Judge Bryan Pope thinking the whole life imitating art / art imitating life thing is completely overrated.
"Hello, cartoon friends! I'm your number one fan!"
Anyone who's navigated the minefields of junior high school can sympathize with twelve-year-old everyman Jimmy Roberts (Dominic Janes). He's just outside the periphery of the school's elite, the cute brunette in homeroom hardly gives him a passing glance, and his family is weird. No, I mean really weird. Making matters worse is the new brain Jimmy received after being slammed into by a trolley during a class field trip to Gollyworld, a Disneyland-like amusement park. Thanks to the new noodle, which once belonged to famous animator and Gollyworld founder Milt Appleday (Fred Willard), Jimmy's life is invaded by all of Appleday's most popular cartoon creations, whom only he can see. As if seventh grade weren't complicated enough already, right?

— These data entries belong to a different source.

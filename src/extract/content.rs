//! Copy-oriented signal groups: main text, navigation, hero, FAQs, pricing
//! and other prose the brand uses to sell

use crate::extract::dom::{
    attr, body_text, class_attr, collapse_whitespace, first_in, inner_text, push_unique, sel,
    select_each, text_excluding, text_in, truncate_chars,
};
use crate::extract::types::{Banner, Faq, HeroSection, PriceEntry};
use crate::extract::ExtractError;
use regex::Regex;
use scraper::{ElementRef, Html};
use std::sync::LazyLock;

pub const MAX_TEXT_CHARS: usize = 100_000;
pub const MAX_NAV_CHARS: usize = 10_000;
pub const MAX_REVIEWS_CHARS: usize = 20_000;
pub const MAX_LEGAL_CHARS: usize = 50_000;
const MAX_FAQS: usize = 20;
const MAX_BULLETS: usize = 20;
const MAX_PRICES: usize = 20;
const MAX_DISCLAIMERS: usize = 10;
const MAX_BANNERS: usize = 10;
const BANNER_TEXT_CHARS: usize = 200;

static PRICE_PATTERN: LazyLock<Regex> = LazyLock::new(|| {
    Regex::new(r"[$£€₹]\s*([\d,]+(?:\.\d{2})?)").expect("price pattern should compile")
});

/// Splits prose into sentences on terminal punctuation
pub(crate) static SENTENCE_BREAK: LazyLock<Regex> =
    LazyLock::new(|| Regex::new(r"[.!?]\s+").expect("sentence pattern should compile"));

const DISCLAIMER_PATTERNS: &[&str] = &[
    "results may vary",
    "not intended to diagnose",
    "consult your doctor",
    "these statements have not been evaluated",
    "not a substitute",
    "individual results may vary",
    "no guarantee",
];

/// Main readable content, excluding footers, cookie notices and embeds
///
/// Content regions (`main`, `article`, `.content`, `section`) are preferred;
/// the whole body is used when the page has none.
pub fn main_text(doc: &Html) -> Result<String, ExtractError> {
    let excluded = |e: &ElementRef<'_>| {
        matches!(e.value().name(), "footer" | "iframe")
            || class_attr(e).to_lowercase().contains("cookie")
    };

    let regions = select_each(doc, &["main", "article", ".content", ".main-content", "section"])?;
    let mut text = String::new();
    for region in regions {
        let region_text = text_excluding(&region, &excluded);
        if !region_text.is_empty() {
            text.push_str(&region_text);
            text.push(' ');
        }
    }

    if text.trim().is_empty() {
        let body = sel("body")?;
        if let Some(body) = doc.select(&body).next() {
            text = text_excluding(&body, &excluded);
        }
    }

    Ok(truncate_chars(&collapse_whitespace(&text), MAX_TEXT_CHARS))
}

/// Navigation labels, including aria-labels and link texts
pub fn nav_text(doc: &Html) -> Result<String, ExtractError> {
    let labelled = sel("[aria-label]")?;
    let anchors = sel("a")?;
    let mut text = String::new();

    for el in select_each(
        doc,
        &["nav", ".nav", ".navigation", ".menu", "header", "[role=\"navigation\"]"],
    )? {
        text.push_str(&inner_text(&el));
        text.push(' ');
        for aria in el.select(&labelled) {
            text.push_str(attr(&aria, "aria-label"));
            text.push(' ');
        }
        for a in el.select(&anchors) {
            text.push_str(&inner_text(&a));
            text.push(' ');
        }
    }

    Ok(truncate_chars(&collapse_whitespace(&text), MAX_NAV_CHARS))
}

/// Footer, legal and compliance copy
pub fn legal_footer(doc: &Html) -> Result<String, ExtractError> {
    let text = concat_text(
        doc,
        &[
            "footer",
            ".footer",
            "[role=\"contentinfo\"]",
            ".disclaimer",
            "[class*=\"disclaimer\"]",
            "[class*=\"legal\"]",
            ".terms",
            ".privacy",
            "[class*=\"compliance\"]",
        ],
    )?;
    Ok(truncate_chars(&text, MAX_LEGAL_CHARS))
}

/// Customer review and testimonial copy
pub fn reviews_text(doc: &Html) -> Result<String, ExtractError> {
    let text = concat_text(
        doc,
        &[
            ".review",
            ".testimonial",
            ".feedback",
            "[class*=\"review\"]",
            "[class*=\"testimonial\"]",
            "[data-testid*=\"review\"]",
        ],
    )?;
    Ok(truncate_chars(&text, MAX_REVIEWS_CHARS))
}

fn concat_text(doc: &Html, selectors: &[&str]) -> Result<String, ExtractError> {
    let mut text = String::new();
    for el in select_each(doc, selectors)? {
        text.push_str(&inner_text(&el));
        text.push(' ');
    }
    Ok(collapse_whitespace(&text))
}

/// Headline block at the top of a landing page
///
/// Hero candidates are tried in order; the first one with a headline wins.
/// Returns None when no candidate yields any text.
pub fn hero_section(doc: &Html) -> Result<Option<HeroSection>, ExtractError> {
    let candidates = [
        ".hero",
        ".banner",
        ".jumbotron",
        "[class*=\"hero\"]",
        "section:first-of-type",
        ".above-fold",
        "[class*=\"banner\"]",
    ];

    let mut hero = HeroSection::default();
    for css in candidates {
        let selector = sel(css)?;
        let Some(el) = doc.select(&selector).next() else {
            continue;
        };

        let h1 = text_in(&el, "h1")?;
        hero.headline = if h1.is_empty() { text_in(&el, "h2")? } else { h1 };

        let subtitle = text_in(&el, "[class*=\"subtitle\"], [class*=\"subhead\"]")?;
        let paragraph = text_in(&el, "p")?;
        hero.subheadline = [subtitle, paragraph, text_in(&el, "h3")?]
            .into_iter()
            .find(|s| !s.is_empty())
            .unwrap_or_default();

        hero.cta_text = text_in(&el, "a, button")?;

        if !hero.headline.is_empty() {
            break;
        }
    }

    Ok(if hero.is_empty() { None } else { Some(hero) })
}

/// Question/answer pairs from FAQ and accordion blocks
///
/// A block without a recognizable question keeps its text as an answer with
/// an empty question.
pub fn faqs(doc: &Html) -> Result<Vec<Faq>, ExtractError> {
    let mut faqs = Vec::new();

    for el in select_each(
        doc,
        &[
            ".faq",
            "[class*=\"faq\"]",
            ".accordion",
            "[class*=\"accordion\"]",
            "[itemtype*=\"Question\"]",
            "[class*=\"question\"]",
        ],
    )? {
        let question = first_in(&el, "[class*=\"question\"], h3, h4, summary, dt")?;
        let answer = first_in(&el, "[class*=\"answer\"], p, dd")?;

        match (question, answer) {
            (Some(q), Some(a)) => faqs.push(Faq {
                question: inner_text(&q),
                answer: inner_text(&a),
            }),
            _ => {
                let text = inner_text(&el);
                if !text.is_empty() {
                    faqs.push(Faq {
                        question: String::new(),
                        answer: text,
                    });
                }
            }
        }
    }

    faqs.truncate(MAX_FAQS);
    Ok(faqs)
}

/// Benefit and feature bullet points on product pages
pub fn product_bullets(doc: &Html) -> Result<Vec<String>, ExtractError> {
    let candidates = select_each(
        doc,
        &[
            ".product-description ul li",
            ".benefits li",
            ".features li",
            "[class*=\"benefit\"] li",
            "[class*=\"feature\"] li",
            ".bullet-point",
            "[class*=\"bullet\"]",
        ],
    )?;

    let mut bullets = Vec::new();
    for text in candidates.iter().map(inner_text) {
        if text.chars().count() > 5 {
            push_unique(&mut bullets, text);
        }
    }

    bullets.truncate(MAX_BULLETS);
    Ok(bullets)
}

/// Prices shown in pricing-classed elements, deduplicated by text
pub fn pricing(doc: &Html) -> Result<Vec<PriceEntry>, ExtractError> {
    let mut seen: Vec<String> = Vec::new();
    let mut prices = Vec::new();

    for el in select_each(
        doc,
        &[
            ".price",
            "[class*=\"price\"]",
            "[data-price]",
            ".cost",
            "[class*=\"cost\"]",
            "[class*=\"pricing\"]",
        ],
    )? {
        let text = inner_text(&el);
        if seen.contains(&text) {
            continue;
        }
        if let Some(entry) = parse_price(&text) {
            seen.push(text);
            prices.push(entry);
        }
    }

    prices.truncate(MAX_PRICES);
    Ok(prices)
}

/// Parses the first currency amount in `text`
pub fn parse_price(text: &str) -> Option<PriceEntry> {
    let caps = PRICE_PATTERN.captures(text)?;
    let whole = caps.get(0)?.as_str();
    let currency = whole.chars().next()?.to_string();
    let amount = caps.get(1)?.as_str().replace(',', "").parse::<f64>().ok()?;

    Some(PriceEntry {
        text: text.to_string(),
        currency,
        amount,
    })
}

/// Sentences containing health or results disclaimers
pub fn disclaimers(doc: &Html) -> Result<Vec<String>, ExtractError> {
    let body = body_text(doc)?;
    let lower = body.to_lowercase();
    let mut found = Vec::new();

    for pattern in DISCLAIMER_PATTERNS {
        if !lower.contains(pattern) {
            continue;
        }
        for sentence in SENTENCE_BREAK.split(&body) {
            if sentence.to_lowercase().contains(pattern) {
                push_unique(&mut found, sentence.trim().to_string());
            }
        }
    }

    found.truncate(MAX_DISCLAIMERS);
    Ok(found)
}

/// Promotional banners, carousels and sliders with their text density
pub fn banners(doc: &Html) -> Result<Vec<Banner>, ExtractError> {
    let mut banners = Vec::new();

    for el in select_each(
        doc,
        &[
            ".banner",
            "[class*=\"banner\"]",
            ".carousel",
            "[class*=\"carousel\"]",
            ".slider",
            "[class*=\"slider\"]",
            ".promo",
            "[class*=\"promo\"]",
        ],
    )? {
        let text = inner_text(&el);
        let char_count = text.chars().count();
        if char_count > 3 {
            banners.push(Banner {
                word_count: text.split_whitespace().count(),
                char_count,
                text: truncate_chars(&text, BANNER_TEXT_CHARS),
            });
        }
    }

    banners.truncate(MAX_BANNERS);
    Ok(banners)
}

What a fun premise for kids' show, and what an appropriate one to fly under the banner of the Cartoon Network, a network that rarely steps foot into live-action territory. Re-Animated has a lot of other things going for it, too: a winning hero in Janes, a cast that is peppered with welcome faces (Willard is way underused, but it's a pleasure to see him anyway) and voices (Paul Reubens and Ellen Greene each lend their pipes), a couple of sly jabs at Disney's recent "hip" Mickey Mouse makeover, and a handful of cute cartoon characters.
Problem is, those cute characters, including Golly and Dolly Gopher, are overshadowed by live actors who act like cartoons themselves. Take Jimmy's entire family, for instance. His father (Bil Dwyer), who's also the principal at Jimmy's school, eats sugar cubes for breakfast and likes to talk with his belly button. Jimmy's sister (Rhea Lando), for no other reason than the sheer silliness of it, is a green-skinned alien who was brought to earth by Jimmy's astronaut mother (Rachel Quaintance). And who has just moved into the spare bedroom? Milt's grown son, Sonny Appleday (Matt Knudsen), who becomes an adopted third child despite his nefarious designs on Jimmy's new brain.
Wacky stuff, sure, but it's just too much to too little effect. Besides, what's so special about zany cartoon characters coming to life, if the world around them is every bit as outlandish? The story is standard stuff about a boy learning to be true to himself and his friends, and, except for a couple of funny moments—a hyper-enthusiastic Gollyworld tour guide reminded me of Jan Hooks' unforgettable Alamo guide in Pee-Wee's Big Adventure, which, by the way, is an example of a live-action cartoon done right—and one amusing non sequitur ("That's so offensive. It's like saying all Belgians are good at juggling."), the comedy falls flat. After Golly and company make an anarchic entrance right out of a Warner Bros. short (they pop out of a safe after it lands on Jimmy's head), they're given little to do but stop in every so often to comment on the action. They're playing backup when they should be headlining the show. Of course, the most pertinent question for a show like this is whether it will appeal to grade-school kids. My six-year-old son seemed to like it well enough, but even his enthusiasm was muted.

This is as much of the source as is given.